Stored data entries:
──────────
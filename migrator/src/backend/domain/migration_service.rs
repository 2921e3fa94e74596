use anyhow::{Context, Result};
use std::sync::Arc;
use tracing::{error, info};

use crate::backend::domain::commands::{MigrateDaysCommand, MigrationOutcome, MigrationPlan};
use crate::backend::domain::day_codes::{needs_update, normalize_days};
use crate::backend::storage::MedicationStorage;
use shared::{DaysChange, FailedUpdate, MigrationMode, MigrationSummary};

/// Service that rewrites legacy weekday codes across the medications collection
pub struct DayMigrationService<S: MedicationStorage> {
    storage: Arc<S>,
}

impl<S: MedicationStorage> Clone for DayMigrationService<S> {
    fn clone(&self) -> Self {
        Self {
            storage: Arc::clone(&self.storage),
        }
    }
}

impl<S: MedicationStorage> DayMigrationService<S> {
    /// Create a new DayMigrationService
    pub fn new(storage: Arc<S>) -> Self {
        Self { storage }
    }

    /// Fetch the collection once and work out which records need rewriting
    pub async fn plan(&self) -> Result<MigrationPlan> {
        let records = self
            .storage
            .list_medications()
            .await
            .context("Failed to fetch medications")?;
        info!("Found {} documents in medications collection", records.len());

        let total = records.len();
        let changes: Vec<DaysChange> = records
            .into_iter()
            .filter_map(|record| {
                let normalized = normalize_days(&record.days);
                needs_update(&record.days, &normalized).then(|| DaysChange {
                    id: record.id,
                    reference: record.reference,
                    old: record.days,
                    new: normalized,
                })
            })
            .collect();

        info!("Documents to update: {}", changes.len());
        Ok(MigrationPlan { total, changes })
    }

    /// Run the migration in the requested mode
    pub async fn run(&self, command: MigrateDaysCommand) -> Result<MigrationOutcome> {
        info!(
            "Starting migration ({}): mapping legacy single-letter day codes to 3-letter Spanish labels",
            command.mode
        );

        let plan = self.plan().await?;

        if plan.is_empty() {
            info!("Nothing to do");
            return Ok(MigrationOutcome::NothingToDo { total: plan.total });
        }

        match command.mode {
            MigrationMode::DryRun => {
                info!("Dry run: {} documents would be updated", plan.changes.len());
                Ok(MigrationOutcome::DryRun {
                    total: plan.total,
                    changes: plan.changes,
                })
            }
            MigrationMode::Apply => Ok(MigrationOutcome::Applied(self.apply(plan).await)),
        }
    }

    /// Write every change, one at a time. A failed write is recorded and the
    /// loop moves on; nothing is retried or rolled back.
    async fn apply(&self, plan: MigrationPlan) -> MigrationSummary {
        let mut summary = MigrationSummary {
            total: plan.total,
            unchanged: plan.unchanged(),
            ..MigrationSummary::default()
        };

        for change in plan.changes {
            match self.storage.migrate_days(&change).await {
                Ok(()) => {
                    info!("Updated {}", change);
                    summary.updated.push(change);
                }
                Err(e) => {
                    error!("Failed updating {}: {:#}", change.id, e);
                    summary.failed.push(FailedUpdate {
                        id: change.id,
                        message: format!("{:#}", e),
                    });
                }
            }
        }

        info!(
            "Migration complete. Updated: {}, Unchanged: {}, Failed: {}",
            summary.updated_count(),
            summary.unchanged,
            summary.failed_count()
        );
        summary
    }
}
──────────
*Exercise instructions*. Find the word "push" in the records, and report each line that has it.

*Answer for the task*.
                    summary.updated.push(change);
                    summary.failed.push(FailedUpdate {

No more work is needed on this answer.